The more immediate task of the ED doctor is to treat what is real physical pain while balancing justified concerns about abuse of opioids and an ongoing alcohol problem. A chief complaint of pain can often (particularly in a busy non-VA ED) lead to a focus on the medical problems when the psychiatric ones are at least as serious. Either the ED physician or (if available) a mental health clinician should screen the patient for suicidality and (especially in this case) homicidality. The patient’s fears that he may hurt someone if he does not obtain adequate pain control and sleep must be taken seriously. Increased anger and aggressive behavior have been noted in returnees.4
In addition, patients like this veteran—with executive function impairments from traumatic brain injury—may be impulsive, with poor frustration tolerance.3 As part of an overall plan to reduce the violence potential, judicious use of opioids in the ED may be warranted. However, a prescription for narcotics is not prudent given the patient’s history of opioid abuse and aggression and the need for comprehensive pain management.5
A nonjudgmental but straightforward explanation from the ED physician that he shares the VA clinician’s view of the need to treat chronic pain with an interdisciplinary approach and in tandem with substance use disorders and PTSD treatment is warranted. Such an explanation may help the veteran see that the VA is not being arbitrary or uncaring but is in fact acting in the patient’s long-term best interests. This case also underscores that treatment of veterans also means caring for the spouse and family. Involving the spouse in the treatment plan is essential to its success. The spouse would also benefit from referral to VA or community support groups.6
1. Brethauer SA, Chao A, Chambers LW, et al. Invasion vs insurgency: US Navy/Marine Corps forward surgical care during Operation Iraqi Freedom. Arch Surg. 2008;143:564-569.

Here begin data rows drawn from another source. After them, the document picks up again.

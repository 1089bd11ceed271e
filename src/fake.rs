//! Scripted in-memory radio for tests.

use async_trait::async_trait;
use std::{
    collections::{HashMap, HashSet},
    sync::{Arc, Mutex, MutexGuard},
};
use tokio::sync::mpsc;
use uuid::Uuid;

use crate::{
    adapter::{AdapterState, Advertisement, RadioAdapter, RadioEvent},
    error::{ErgError, Result},
    FTMS_CONTROL_POINT_UUID, FTMS_SERVICE_UUID, HEART_RATE_MEASUREMENT_UUID,
    HEART_RATE_SERVICE_UUID, INDOOR_BIKE_DATA_UUID, MACHINE_STATUS_UUID,
};

#[derive(Debug, Default)]
struct Inner {
    state: AdapterState,
    services: HashMap<String, HashMap<Uuid, Vec<Uuid>>>,
    connected: HashSet<String>,
    subscriptions: Vec<(String, Uuid)>,
    writes: Vec<(String, Uuid, Vec<u8>)>,
    disconnects: Vec<String>,
    scanning: bool,
    scan_starts: usize,
    fail_writes: bool,
    hang_connect: bool,
    events: Option<mpsc::UnboundedSender<RadioEvent>>,
}

/// Radio whose peripherals, events and failures are scripted by the test
#[derive(Debug, Clone, Default)]
pub(crate) struct FakeAdapter {
    inner: Arc<Mutex<Inner>>,
}

impl FakeAdapter {
    pub(crate) fn powered_on() -> Self {
        let fake = Self::default();
        fake.lock().state = AdapterState::PoweredOn;
        fake
    }

    pub(crate) fn with_state(state: AdapterState) -> Self {
        let fake = Self::default();
        fake.lock().state = state;
        fake
    }

    fn lock(&self) -> MutexGuard<'_, Inner> {
        self.inner.lock().unwrap_or_else(std::sync::PoisonError::into_inner)
    }

    fn emit(&self, event: RadioEvent) {
        if let Some(tx) = &self.lock().events {
            let _ = tx.send(event);
        }
    }

    /// Register a trainer exposing the fitness machine service
    pub(crate) fn add_trainer(&self, id: &str, with_status: bool) {
        let mut characteristics = vec![FTMS_CONTROL_POINT_UUID, INDOOR_BIKE_DATA_UUID];
        if with_status {
            characteristics.push(MACHINE_STATUS_UUID);
        }
        self.add_service(id, FTMS_SERVICE_UUID, characteristics);
    }

    /// Register a heart rate strap
    pub(crate) fn add_heart_rate(&self, id: &str) {
        self.add_service(id, HEART_RATE_SERVICE_UUID, vec![HEART_RATE_MEASUREMENT_UUID]);
    }

    pub(crate) fn add_service(&self, id: &str, service: Uuid, characteristics: Vec<Uuid>) {
        self.lock()
            .services
            .entry(id.to_string())
            .or_default()
            .insert(service, characteristics);
    }

    pub(crate) fn advertise(&self, id: &str, name: &str, services: Vec<Uuid>) {
        self.emit(RadioEvent::Advertisement(Advertisement {
            id: id.to_string(),
            name: Some(name.to_string()),
            services,
            rssi: Some(-60),
            connectable: true,
        }));
    }

    pub(crate) fn notify(&self, id: &str, characteristic: Uuid, value: &[u8]) {
        self.emit(RadioEvent::Notification {
            peripheral: id.to_string(),
            characteristic,
            value: value.to_vec(),
        });
    }

    /// Simulate the peripheral dropping the link
    pub(crate) fn drop_link(&self, id: &str) {
        self.lock().connected.remove(id);
        self.emit(RadioEvent::Disconnected(id.to_string()));
    }

    pub(crate) fn set_state(&self, state: AdapterState) {
        self.lock().state = state;
        self.emit(RadioEvent::StateChanged(state));
    }

    pub(crate) fn fail_writes(&self, fail: bool) {
        self.lock().fail_writes = fail;
    }

    pub(crate) fn hang_connect(&self, hang: bool) {
        self.lock().hang_connect = hang;
    }

    /// Bytes written to the control point of `id`
    pub(crate) fn commands(&self, id: &str) -> Vec<Vec<u8>> {
        self.lock()
            .writes
            .iter()
            .filter(|(peripheral, characteristic, _)| {
                peripheral == id && *characteristic == FTMS_CONTROL_POINT_UUID
            })
            .map(|(_, _, value)| value.clone())
            .collect()
    }

    /// First byte of every control point write to `id`
    pub(crate) fn opcodes(&self, id: &str) -> Vec<u8> {
        self.commands(id).iter().filter_map(|c| c.first().copied()).collect()
    }

    pub(crate) fn subscriptions(&self, id: &str) -> Vec<Uuid> {
        self.lock()
            .subscriptions
            .iter()
            .filter(|(peripheral, _)| peripheral == id)
            .map(|(_, characteristic)| *characteristic)
            .collect()
    }

    pub(crate) fn is_connected(&self, id: &str) -> bool {
        self.lock().connected.contains(id)
    }

    pub(crate) fn disconnect_count(&self, id: &str) -> usize {
        self.lock().disconnects.iter().filter(|d| *d == id).count()
    }

    pub(crate) fn is_scanning(&self) -> bool {
        self.lock().scanning
    }

    pub(crate) fn scan_starts(&self) -> usize {
        self.lock().scan_starts
    }
}

#[async_trait]
impl RadioAdapter for FakeAdapter {
    async fn state(&self) -> Result<AdapterState> {
        Ok(self.lock().state)
    }

    async fn events(&self) -> Result<mpsc::UnboundedReceiver<RadioEvent>> {
        let (tx, rx) = mpsc::unbounded_channel();
        self.lock().events = Some(tx);
        Ok(rx)
    }

    async fn start_scan(&self) -> Result<()> {
        let mut inner = self.lock();
        inner.scanning = true;
        inner.scan_starts += 1;
        Ok(())
    }

    async fn stop_scan(&self) -> Result<()> {
        self.lock().scanning = false;
        Ok(())
    }

    async fn connect(&self, peripheral: &str) -> Result<()> {
        let hang = {
            let inner = self.lock();
            if !inner.services.contains_key(peripheral) {
                return Err(ErgError::ConnectionFailed(format!(
                    "unknown peripheral {peripheral}"
                )));
            }
            inner.hang_connect
        };
        if hang {
            std::future::pending::<()>().await;
        }
        self.lock().connected.insert(peripheral.to_string());
        Ok(())
    }

    async fn disconnect(&self, peripheral: &str) -> Result<()> {
        let mut inner = self.lock();
        inner.connected.remove(peripheral);
        inner.disconnects.push(peripheral.to_string());
        Ok(())
    }

    async fn discover(&self, peripheral: &str, service: Uuid) -> Result<Vec<Uuid>> {
        Ok(self
            .lock()
            .services
            .get(peripheral)
            .and_then(|services| services.get(&service))
            .cloned()
            .unwrap_or_default())
    }

    async fn subscribe(&self, peripheral: &str, characteristic: Uuid) -> Result<()> {
        self.lock()
            .subscriptions
            .push((peripheral.to_string(), characteristic));
        Ok(())
    }

    async fn write(&self, peripheral: &str, characteristic: Uuid, value: &[u8]) -> Result<()> {
        let mut inner = self.lock();
        if inner.fail_writes {
            return Err(ErgError::ConnectionFailed("write failed".to_string()));
        }
        inner
            .writes
            .push((peripheral.to_string(), characteristic, value.to_vec()));
        Ok(())
    }
}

2. Siddharthan K, Scott S, Bass E, Nelson A. Rehabilitation outcomes for veterans with polytrauma treated at the Tampa VA. Rehabil Nurs. 2008;33:221-225.
3. Summerall EL. Traumatic brain injury and PTSD. National Center for PTSD Fact Sheet. http://www.ptsd.va.gov/professional/pages/traumatic-brain-injury-ptsd.asp. Accessed August 24, 2009.

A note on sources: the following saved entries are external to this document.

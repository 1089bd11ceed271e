use async_trait::async_trait;
use std::fmt;
use tokio::sync::mpsc;
use uuid::Uuid;

use crate::error::Result;

/// Power state of the host radio
#[derive(Debug, Clone, Copy, PartialEq, Eq, Default)]
pub enum AdapterState {
    /// State not reported yet
    #[default]
    Unknown,
    /// Ready to scan and connect
    PoweredOn,
    /// Radio switched off
    PoweredOff,
    /// No usable radio on this host
    Unsupported,
    /// Access to the radio was denied
    Unauthorized,
}

impl AdapterState {
    /// Whether the state will never become ready without user action
    #[must_use]
    pub const fn is_fatal(self) -> bool {
        matches!(self, Self::Unsupported | Self::Unauthorized)
    }
}

impl fmt::Display for AdapterState {
    fn fmt(&self, f: &mut fmt::Formatter<'_>) -> fmt::Result {
        match self {
            Self::Unknown => write!(f, "unknown"),
            Self::PoweredOn => write!(f, "powered on"),
            Self::PoweredOff => write!(f, "powered off"),
            Self::Unsupported => write!(f, "unsupported"),
            Self::Unauthorized => write!(f, "unauthorized"),
        }
    }
}

/// One advertisement report
#[derive(Debug, Clone, PartialEq, Eq)]
pub struct Advertisement {
    /// Peripheral identifier
    pub id: String,
    /// Advertised local name
    pub name: Option<String>,
    /// Advertised service UUIDs
    pub services: Vec<Uuid>,
    /// Signal strength
    pub rssi: Option<i16>,
    /// Whether the peripheral accepts connections
    pub connectable: bool,
}

/// Asynchronous events raised by the radio
#[derive(Debug, Clone, PartialEq, Eq)]
pub enum RadioEvent {
    /// Adapter power state changed
    StateChanged(AdapterState),
    /// Peripheral advertised
    Advertisement(Advertisement),
    /// Characteristic value notification or indication
    Notification {
        /// Peripheral identifier
        peripheral: String,
        /// Characteristic the value arrived on
        characteristic: Uuid,
        /// Raw value
        value: Vec<u8>,
    },
    /// Link to a peripheral dropped
    Disconnected(String),
}

/// Capabilities the controller needs from the host radio
///
/// Peripherals are addressed by the identifier carried in their
/// [`Advertisement`]; characteristics by UUID.
#[async_trait]
pub trait RadioAdapter: Send + Sync + 'static {
    /// Current power state
    async fn state(&self) -> Result<AdapterState>;

    /// Open the inbound event stream
    ///
    /// Each call replaces the previous stream.
    async fn events(&self) -> Result<mpsc::UnboundedReceiver<RadioEvent>>;

    /// Start scanning without a service filter
    async fn start_scan(&self) -> Result<()>;

    /// Stop scanning
    async fn stop_scan(&self) -> Result<()>;

    /// Establish the radio link
    async fn connect(&self, peripheral: &str) -> Result<()>;

    /// Drop the radio link
    async fn disconnect(&self, peripheral: &str) -> Result<()>;

    /// Discover the characteristics of `service`
    ///
    /// Returns an empty list when the peripheral lacks the service.
    async fn discover(&self, peripheral: &str, service: Uuid) -> Result<Vec<Uuid>>;

    /// Enable notifications or indications on a characteristic
    async fn subscribe(&self, peripheral: &str, characteristic: Uuid) -> Result<()>;

    /// Write with response
    async fn write(&self, peripheral: &str, characteristic: Uuid, value: &[u8]) -> Result<()>;
}
//! Salted password hashing (PBKDF2-HMAC-SHA256).

use base64::{engine::general_purpose::STANDARD, Engine as _};
use rand::{rngs::OsRng, RngCore};
use serde::{Deserialize, Serialize};
use sha2::Sha256;

use crate::record::{FieldValue, Record};

pub const PBKDF2_ITERATIONS: u32 = 120_000;
pub const SALT_LEN: usize = 16;
pub const KEY_LEN: usize = 32;
pub const ALGORITHM: &str = "PBKDF2-SHA256";

/// Stored credential material. Never contains the plaintext.
#[derive(Debug, Clone, PartialEq, Eq, Serialize, Deserialize)]
pub struct HashedCredential {
    /// Base64 derived key.
    pub hash: String,
    /// Base64 salt.
    pub salt: String,
    pub iterations: u32,
    pub algorithm: String,
}

impl HashedCredential {
    /// Check a plaintext against this credential.
    pub fn verify(&self, plaintext: &str) -> bool {
        if self.algorithm != ALGORITHM {
            return false;
        }
        let (Ok(salt), Ok(expected)) = (STANDARD.decode(&self.salt), STANDARD.decode(&self.hash)) else {
            return false;
        };
        if expected.is_empty() || self.iterations == 0 {
            return false;
        }
        let mut derived = vec![0u8; expected.len()];
        pbkdf2::pbkdf2_hmac::<Sha256>(plaintext.as_bytes(), &salt, self.iterations, &mut derived);
        constant_time_eq(&derived, &expected)
    }

    /// Write the credential fields onto a document.
    pub fn apply_to(&self, record: &mut Record) {
        record.insert("password_hash".to_string(), FieldValue::String(self.hash.clone()));
        record.insert("password_salt".to_string(), FieldValue::String(self.salt.clone()));
        record.insert(
            "password_iterations".to_string(),
            FieldValue::Int(i64::from(self.iterations)),
        );
        record.insert("password_algo".to_string(), FieldValue::String(self.algorithm.clone()));
    }

    /// Read credential fields back from a document.
    pub fn from_record(record: &Record) -> Option<Self> {
        Some(Self {
            hash: record.get("password_hash")?.as_str()?.to_string(),
            salt: record.get("password_salt")?.as_str()?.to_string(),
            iterations: u32::try_from(record.get("password_iterations")?.as_i64()?).ok()?,
            algorithm: record.get("password_algo")?.as_str()?.to_string(),
        })
    }
}

fn constant_time_eq(a: &[u8], b: &[u8]) -> bool {
    a.len() == b.len() && a.iter().zip(b).fold(0u8, |acc, (x, y)| acc | (x ^ y)) == 0
}

/// Derives salted keys from plaintext credentials.
#[derive(Debug, Clone, Copy)]
pub struct CredentialHasher {
    iterations: u32,
}

impl CredentialHasher {
    pub fn new() -> Self {
        Self {
            iterations: PBKDF2_ITERATIONS,
        }
    }

    /// Hasher with a custom iteration count (tests use small counts).
    pub fn with_iterations(iterations: u32) -> Self {
        Self {
            iterations: iterations.max(1),
        }
    }

    pub fn iterations(&self) -> u32 {
        self.iterations
    }

    /// Hash `plaintext` with a fresh random salt.
    pub fn hash(&self, plaintext: &str) -> HashedCredential {
        let mut salt = [0u8; SALT_LEN];
        OsRng.fill_bytes(&mut salt);
        self.hash_with_salt(plaintext, &salt)
    }

    fn hash_with_salt(&self, plaintext: &str, salt: &[u8]) -> HashedCredential {
        let mut derived = [0u8; KEY_LEN];
        pbkdf2::pbkdf2_hmac::<Sha256>(plaintext.as_bytes(), salt, self.iterations, &mut derived);
        HashedCredential {
            hash: STANDARD.encode(derived),
            salt: STANDARD.encode(salt),
            iterations: self.iterations,
            algorithm: ALGORITHM.to_string(),
        }
    }
}

impl Default for CredentialHasher {
    fn default() -> Self {
        Self::new()
    }
}
impl<'a> ReconciliationMerger<'a> {
    pub fn new(roles: &'a RoleModuleTable, options: MergeOptions) -> Self {
        Self {
            roles,
            options,
            hasher: CredentialHasher::default(),
        }
    }

    pub fn with_hasher(mut self, hasher: CredentialHasher) -> Self {
        self.hasher = hasher;
        self
    }

    /// Run the full merge.
    ///
    /// # Arguments
    ///
    /// * `dump_rows` - Employee rows recovered from the dump, in dump order
    /// * `store_docs` - Documents currently in the employee collection
    /// * `roster` - Authoritative roster rows, in file order
    ///
    /// # Returns
    ///
    /// One canonical document per id plus unmatched roster rows and tallies.
    pub fn merge(&self, dump_rows: &[Record], store_docs: &[Record], roster: &[RosterRow]) -> ReconciliationOutcome {
        let mut tally = MergeTally {
            dump_rows: dump_rows.len(),
            store_docs: store_docs.len(),
            roster_rows: roster.len(),
            ..Default::default()
        };

        let mut stored_by_id: IndexMap<i64, &Record> = IndexMap::new();
        for doc in store_docs {
            match doc.get(fields::ID) {
                Some(FieldValue::Int(id)) => {
                    stored_by_id.insert(*id, doc);
                }
                _ => {
                    debug!(doc_id = %field_text(doc, DOC_ID_FIELD), "store document has no integer id");
                    tally.store_docs_without_id += 1;
                }
            }
        }

        let mut documents: IndexMap<i64, CanonicalDocument> = IndexMap::new();
        for row in dump_rows {
            let Some(id) = row.get(fields::ID).and_then(FieldValue::as_i64) else {
                tally.dump_rows_without_id += 1;
                continue;
            };
            if documents.contains_key(&id) {
                warn!(id, "duplicate id in dump; later row wins");
                tally.duplicate_dump_ids += 1;
            }
            let mut doc = CanonicalDocument::from_dump(id, row);
            if let Some(stored) = stored_by_id.get(&id) {
                doc.merge_store(stored);
            }
            documents.insert(id, doc);
        }

        for (id, stored) in &stored_by_id {
            if !documents.contains_key(id) {
                documents.insert(*id, CanonicalDocument::from_store(*id, stored));
                tally.store_only_docs += 1;
            }
        }

        let mut usernames = UsernameRegistry::new();
        for doc in documents.values_mut() {
            doc.deactivate(self.roles);
            usernames.reserve(&field_text(&doc.fields, fields::USERNAME));
        }

        info!(
            documents = documents.len(),
            store_only = tally.store_only_docs,
            "canonical pool built; all documents deactivated"
        );

        let index = IdentityIndex::build(documents.iter().map(|(id, doc)| (*id, &doc.fields)));
        let mut matcher = IdentityMatcher::new(index);
        let mut unmatched = Vec::new();

        for row in roster {
            match matcher.resolve(row) {
                Resolution::Matched { id, fallback } => {
                    let Some(doc) = documents.get_mut(&id) else {
                        continue;
                    };
                    let username = doc.activate(row, self.roles, &mut usernames, &self.hasher, &self.options);
                    debug!(row = row.row, id, username = %username, fallback, "roster row matched");
                    tally.matched += 1;
                    if fallback {
                        tally.rematched += 1;
                    }
                }
                Resolution::Unmatched { reason } => {
                    warn!(row = row.row, name = %row.display_name(), "roster row unmatched");
                    unmatched.push(UnmatchedRow {
                        row: row.row,
                        name: row.display_name(),
                        reason,
                    });
                }
            }
        }

        tally.unmatched = unmatched.len();
        tally.active = documents.values().filter(|doc| doc.is_active()).count();
        tally.inactive = documents.len() - tally.active;

        info!(
            matched = tally.matched,
            unmatched = tally.unmatched,
            active = tally.active,
            inactive = tally.inactive,
            "reconciliation complete"
        );

        ReconciliationOutcome {
            documents,
            unmatched,
            tally,
        }
    }
}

4. Jakupcak M, Conybeare D, Phelps L, et al. Anger, hostility, and aggression among Iraq and Afghanistan War veterans reporting PTSD and subthreshold PTSD. J Trauma Stress. 2007;20:945-954.
5. DeCarvalho LT. The experience of chronic pain and PTSD: a guide for health care providers. National Center for PTSD Fact Sheet. http://www.ptsd.va.gov/professional/pages/chronic-pain-ptsd-providers.asp. Accessed August 24, 2009.
6. Renshaw KD, Rodrigues CS, Jones DH. Psychological symptoms and marital satisfaction in spouses of Operation Iraqi Freedom veterans: relationships with spouses’ perceptions of veterans’ experiences and symptoms. J Fam Psychol. 2008;22:586-594.